Case Study 3




Overview
In my private clinical practice as a psychologist, I worked closely with children and adolescents—many of whom were navigating autism spectrum conditions, depression, and trauma. I quickly saw how traditional therapy settings—closed offices, rigid chairs, white walls—often created more distress than relief.
To support emotional safety and trust, I began co-creating therapeutic environments with my clients. Sessions took place in parks, on walks, under trees, or inside homemade fabric tents in public spaces. Every detail—from the setting to the sensory rhythm—was shaped in partnership with the child.
The Problem
Conventional therapy rooms often felt intimidating, overstimulating, or disconnected
Children with autism or depression needed choice, agency, and sensory awareness in order to feel safe
Most therapeutic models lacked flexibility to adapt to the emotional and neurobiological needs of the client
There were few therapeutic environments designed with user participation and environmental UX in mind
My Role
Clinical Psychologist & Emotional UX Designer
Co-Facilitator of Therapy Contexts
Family Collaborator and Trust Builder
Objectives
Design therapy environments rooted in safety, flexibility, and child agency
Honor the sensory and emotional needs of neurodivergent and highly sensitive clients
Integrate nature, movement, and nonverbal communication into therapeutic flow
Create a space where healing can begin on the child’s own terms
Process
1. Listening First
With each client, I began by asking:
“Where would you feel most comfortable talking to me?”
Answers became the blueprint for our therapeutic space.

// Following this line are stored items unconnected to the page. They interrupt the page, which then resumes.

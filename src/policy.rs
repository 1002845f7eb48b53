//! Pump decision policies.
//!
//! Each policy is a pure function of a [`PlantReading`]. The reading carries
//! the current commands because some branches only switch *healthy* pumps on
//! and leave an unhealthy pump's last command alone.

use crate::plant::{PlantReading, PumpCommands, NORMAL_HIGH, NORMAL_LOW, NORMAL_MID};

// Steam outflow thresholds used to estimate the level without a water sensor
const LOW_STEAM_ESTIMATE: i32 = 50;
const HIGH_STEAM_ESTIMATE: i32 = 75;

/// Used while the system stabilises in `Initialization`.
pub fn bootstrap(reading: &PlantReading) -> PumpCommands {
    let volume = reading.water_volume;
    let health = reading.health;

    if volume < NORMAL_LOW {
        PumpCommands::new(health.pump1, health.pump2)
    } else if volume > NORMAL_HIGH {
        PumpCommands::OFF
    } else {
        PumpCommands::new(health.pump1 && volume < NORMAL_MID, false)
    }
}

/// `Normal` mode, both pumps and both sensors available.
pub fn full_capability(reading: &PlantReading) -> PumpCommands {
    let volume = reading.water_volume;

    if volume < NORMAL_LOW {
        PumpCommands::new(true, true)
    } else if volume > NORMAL_HIGH {
        PumpCommands::OFF
    } else if volume < NORMAL_MID {
        PumpCommands::new(true, false)
    } else {
        PumpCommands::OFF
    }
}

/// `Degraded` mode, at least one pump is out.
pub fn degraded(reading: &PlantReading) -> PumpCommands {
    let volume = reading.water_volume;
    let health = reading.health;

    if volume < NORMAL_LOW {
        PumpCommands::new(health.pump1, health.pump2)
    } else if volume > NORMAL_HIGH {
        PumpCommands::OFF
    } else {
        match (health.pump1, health.pump2) {
            // Economy: one pump is enough mid-band
            (true, _) => PumpCommands::new(true, false),
            (false, true) => PumpCommands::new(false, true),
            (false, false) => reading.commands,
        }
    }
}

/// `Rescue` mode, water sensor lost. Steam outflow stands in for the level.
pub fn sensorless(reading: &PlantReading) -> PumpCommands {
    let steam = reading.steam_rate;
    let health = reading.health;

    if steam < LOW_STEAM_ESTIMATE {
        force_healthy_on(reading)
    } else if steam > HIGH_STEAM_ESTIMATE {
        PumpCommands::OFF
    } else if health.pump1 {
        PumpCommands::new(true, false)
    } else if health.pump2 {
        PumpCommands::new(false, true)
    } else {
        reading.commands
    }
}

/// Switch on every healthy pump; an unhealthy pump keeps its last command.
pub fn force_healthy_on(reading: &PlantReading) -> PumpCommands {
    PumpCommands {
        pump1: reading.commands.pump1 || reading.health.pump1,
        pump2: reading.commands.pump2 || reading.health.pump2,
    }
}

2. Co-Creating the Setting
We met in parks, on walking trails, beneath trees, inside makeshift tents, or wherever the child felt safest. These locations often reduced sensory overwhelm and restored autonomy—especially for clients on the autism spectrum or in depressive episodes.
3. Parent Integration
Parents were included in the process through collaborative consent, grounding rituals, and occasional closing reflections—allowing therapy to feel integrated, not isolated.
4. Observing the Impact
I documented changes in emotional openness, trust, regulation, and verbal expression across environments. Nature, freedom of movement, and sensory adaptation consistently led to deeper connection.
Tools I Used
Natural Environments · Fabrics & Symbolic Items · Sensory Grounding Techniques · Nonverbal Storytelling · Observation Logs · Consent & Feedback Rituals
Key Insights
For children with autism and depression, environment is not neutral—it’s decisive
Agency over space and mode of interaction fosters emotional safety and trust
Nature and movement are powerful co-regulators in therapeutic settings
Designing therapy collaboratively repositions the client as a co-creator of their own healing journey
Impact
Children previously disengaged in traditional therapy became consistent and expressive participants
Neurodivergent clients (especially those with ASD or depression) showed improved regulation, confidence, and emotional vocabulary
Parents reported feeling more connected to the process and better equipped to support their children
This model became foundational to how I now approach UX:
Let the user shape the space where they feel safe.
Reflection
This wasn’t just therapy. It was experience design through empathy, nature, and co-agency.
I learned that true emotional UX begins by stepping outside the room—and letting the child guide the way.
As a researcher and designer, I now hold one question in every project I do:
What would this look like if it were designed by the person who needs it most?